Soltada la bomba, lo mejor es huir rápidamente del escenario, y así lo hizo, abandonó la sala apresuradamente y nos dejó en presencia de la enfermera, una joven más dispuesta a echarnos una mano y a escuchar lo que teníamos que decir, también a aclarar mis dudas y a ayudarnos a recomponernos del susto.

Minutos después, esos minutos largos en los que uno piensa muchas cosas a la vez, regresa el médico a su despacho. En esa vuelta le interrumpo, o así me lo hizo saber por la expresión de su rostro, y le pido que si puede ponerme por escrito esas palabras que antes había dicho. El doctor me responde que ya están en la historia del paciente, pero, tras insistir un poco más, acaba imprimiéndomelas, no sin antes recordarme que estoy haciendo un mal uso del servicio de urgencias, de interrumpirme dos veces en el intento de mi respuesta y de acusarme de que tenemos a mi tío en situación de abandono, y que se pensaría si denunciar la situación a Servicios Sociales.

Y es aquí donde se produce el quiebro, hasta aquí pude aguantar.

La dureza de esas palabras, señor doctor, fueron la guinda del pastel y el inicio de esta carta.
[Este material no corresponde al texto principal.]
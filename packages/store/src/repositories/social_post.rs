//! Social post repository
//!
//! Posts share a playlist to the feed. Each playlist can be shared at
//! most once; likes and comments hang off the post and are folded into
//! [`FeedPost`] rows so feed pages render from a single query.

use sqlx::PgPool;
use uuid::Uuid;

use crate::error::{StoreError, StoreResult};
use crate::models::social::{
    FeedPost, NewSocialPost, PostEngagement, SocialPost, UpdateSocialPost,
};
use crate::repositories::utils::{clamp_page, SOCIAL_POST_COLUMNS};

/// Shared SELECT for feed queries. `$1` is always the viewer.
const FEED_SELECT: &str = r#"
    SELECT sp.id, sp.caption, sp.user_id, sp.playlist_id, sp.created_at, sp.updated_at,
           u.name AS author_name, u.image AS author_image,
           p.name AS playlist_name,
           COALESCE(l.like_count, 0) AS like_count,
           COALESCE(c.comment_count, 0) AS comment_count,
           EXISTS (
               SELECT 1 FROM likes
               WHERE social_post_id = sp.id AND user_id = $1
           ) AS viewer_has_liked
    FROM social_posts sp
    JOIN users u ON u.id = sp.user_id
    JOIN playlists p ON p.id = sp.playlist_id
    LEFT JOIN (
        SELECT social_post_id, COUNT(*) AS like_count
        FROM likes GROUP BY social_post_id
    ) l ON l.social_post_id = sp.id
    LEFT JOIN (
        SELECT social_post_id, COUNT(*) AS comment_count
        FROM comments GROUP BY social_post_id
    ) c ON c.social_post_id = sp.id
"#;

/// Repository for social post database operations
#[derive(Clone)]
pub struct SocialPostRepository {
    pool: PgPool,
}

impl SocialPostRepository {
    /// Create a new SocialPostRepository instance
    pub fn new(pool: PgPool) -> Self {
        Self { pool }
    }

    /// Share a playlist to the feed
    ///
    /// # Arguments
    /// * `user_id` - The author sharing the playlist
    /// * `input` - The playlist to share and an optional caption
    ///
    /// # Returns
    /// * `Ok(SocialPost)` - The created post
    /// * `Err(StoreError::UniqueViolation)` - If the playlist is already shared
    /// * `Err(StoreError::ForeignKeyViolation)` - If the user or playlist does not exist
    #[tracing::instrument(skip(self, input), fields(playlist_id = %input.playlist_id))]
    pub async fn share(&self, user_id: Uuid, input: NewSocialPost) -> StoreResult<SocialPost> {
        let post = sqlx::query_as::<_, SocialPost>(&format!(
            r#"
            INSERT INTO social_posts (caption, user_id, playlist_id)
            VALUES ($1, $2, $3)
            RETURNING {}
            "#,
            SOCIAL_POST_COLUMNS
        ))
        .bind(input.caption)
        .bind(user_id)
        .bind(input.playlist_id)
        .fetch_one(&self.pool)
        .await?;

        Ok(post)
    }

    /// Find a post by its id
    pub async fn find_by_id(&self, id: Uuid) -> StoreResult<Option<SocialPost>> {
        let post = sqlx::query_as::<_, SocialPost>(&format!(
            "SELECT {} FROM social_posts WHERE id = $1",
            SOCIAL_POST_COLUMNS
        ))
        .bind(id)
        .fetch_optional(&self.pool)
        .await?;

        Ok(post)
    }

    /// The post sharing a playlist, if it has been shared
    pub async fn find_by_playlist(&self, playlist_id: Uuid) -> StoreResult<Option<SocialPost>> {
        let post = sqlx::query_as::<_, SocialPost>(&format!(
            "SELECT {} FROM social_posts WHERE playlist_id = $1",
            SOCIAL_POST_COLUMNS
        ))
        .bind(playlist_id)
        .fetch_optional(&self.pool)
        .await?;

        Ok(post)
    }

    /// Posts authored by a user, newest first
    pub async fn find_by_user(
        &self,
        user_id: Uuid,
        limit: i64,
        offset: i64,
    ) -> StoreResult<Vec<SocialPost>> {
        let (limit, offset) = clamp_page(limit, offset)?;

        let posts = sqlx::query_as::<_, SocialPost>(&format!(
            r#"
            SELECT {}
            FROM social_posts
            WHERE user_id = $1
            ORDER BY created_at DESC
            LIMIT $2 OFFSET $3
            "#,
            SOCIAL_POST_COLUMNS
        ))
        .bind(user_id)
        .bind(limit)
        .bind(offset)
        .fetch_all(&self.pool)
        .await?;

        Ok(posts)
    }

    /// The global feed, newest first
    ///
    /// # Arguments
    /// * `viewer_id` - The user reading the feed; drives `viewer_has_liked`
    /// * `limit` - Maximum number of posts to return
    /// * `offset` - Number of posts to skip
    pub async fn recent(
        &self,
        viewer_id: Uuid,
        limit: i64,
        offset: i64,
    ) -> StoreResult<Vec<FeedPost>> {
        let (limit, offset) = clamp_page(limit, offset)?;

        let sql = format!(
            "{} ORDER BY sp.created_at DESC LIMIT $2 OFFSET $3",
            FEED_SELECT
        );
        let posts = sqlx::query_as::<_, FeedPost>(&sql)
            .bind(viewer_id)
            .bind(limit)
            .bind(offset)
            .fetch_all(&self.pool)
            .await?;

        Ok(posts)
    }

    /// The home feed: posts by users the viewer follows, newest first
    ///
    /// A viewer who follows nobody gets an empty page, not an error.
    pub async fn feed(
        &self,
        viewer_id: Uuid,
        limit: i64,
        offset: i64,
    ) -> StoreResult<Vec<FeedPost>> {
        let (limit, offset) = clamp_page(limit, offset)?;

        let sql = format!(
            r#"
            {}
            WHERE sp.user_id IN (
                SELECT following_id FROM follows WHERE follower_id = $1
            )
            ORDER BY sp.created_at DESC
            LIMIT $2 OFFSET $3
            "#,
            FEED_SELECT
        );
        let posts = sqlx::query_as::<_, FeedPost>(&sql)
            .bind(viewer_id)
            .bind(limit)
            .bind(offset)
            .fetch_all(&self.pool)
            .await?;

        Ok(posts)
    }

    /// Replace a post's caption
    ///
    /// The caption is replaced wholesale; `None` clears it. `updated_at`
    /// is bumped either way.
    ///
    /// # Returns
    /// * `Ok(SocialPost)` - The updated post
    /// * `Err(StoreError::NotFound)` - If the post does not exist
    #[tracing::instrument(skip(self, update))]
    pub async fn update_caption(
        &self,
        id: Uuid,
        update: UpdateSocialPost,
    ) -> StoreResult<SocialPost> {
        let post = sqlx::query_as::<_, SocialPost>(&format!(
            r#"
            UPDATE social_posts
            SET caption = $2, updated_at = NOW()
            WHERE id = $1
            RETURNING {}
            "#,
            SOCIAL_POST_COLUMNS
        ))
        .bind(id)
        .bind(update.caption)
        .fetch_optional(&self.pool)
        .await?;

        post.ok_or_else(|| StoreError::not_found("social post", id))
    }

    /// Delete a post
    ///
    /// Likes and comments on the post are removed by cascade.
    ///
    /// # Returns
    /// * `Ok(true)` - If the post existed and was deleted
    /// * `Ok(false)` - If the post did not exist
    #[tracing::instrument(skip(self))]
    pub async fn delete(&self, id: Uuid) -> StoreResult<bool> {
        let result = sqlx::query("DELETE FROM social_posts WHERE id = $1")
            .bind(id)
            .execute(&self.pool)
            .await?;

        Ok(result.rows_affected() > 0)
    }

    /// Like and comment totals for a post
    ///
    /// # Returns
    /// * `Ok(PostEngagement)` - Zero-filled counts for a post with no activity
    /// * `Err(StoreError::NotFound)` - If the post does not exist
    pub async fn engagement(&self, post_id: Uuid) -> StoreResult<PostEngagement> {
        let engagement = sqlx::query_as::<_, PostEngagement>(
            r#"
            SELECT
                (SELECT COUNT(*) FROM likes WHERE social_post_id = sp.id) AS like_count,
                (SELECT COUNT(*) FROM comments WHERE social_post_id = sp.id) AS comment_count
            FROM social_posts sp
            WHERE sp.id = $1
            "#,
        )
        .bind(post_id)
        .fetch_optional(&self.pool)
        .await?;

        engagement.ok_or_else(|| StoreError::not_found("social post", post_id))
    }
}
La dureza de esas palabras, señor doctor, han olvidado cualquier juramento hipocrático y no son propias de un profesional preocupado por la salud y el bienestar de sus pacientes. Porque en esa acusación está usted incluyendo a mi madre, una mujer que se desvive por su familia 24 horas y media al día; a mi padre, que siempre ha cuidado y querido a su familia política; al hermano de mi madre, que ha compartido toda su vida con mi tío abuelo y que le siente como a un padre, y, obviamente, a mí también, que, aunque paso menos tiempo con él, todos y cada uno de los recuerdos de mi infancia van asociados a su presencia.

Y vuelvo al inicio de este escrito, señor doctor, y en boca de mi tío abuelo le digo: Tengo 91 años y ya no pierdo el tiempo dando lecciones a nadie, pero ojalá el día de mañana se lo piense dos veces antes de diagnosticar algo tan severo de una forma tan fría; ojalá el día de mañana sonría a su paciente y le transmita calma; ojalá el día de mañana sea más cordial en el trato; ojalá el día de mañana piense un poco más en la historia que tiene ante sus manos y lo que usted puede hacer por ella.

Ojalá, y ésta ya es mi voz, señor doctor, el día de mañana se tope con alguien como usted en un momento de necesidad, porque será entonces cuando verdaderamente entienda mis palabras.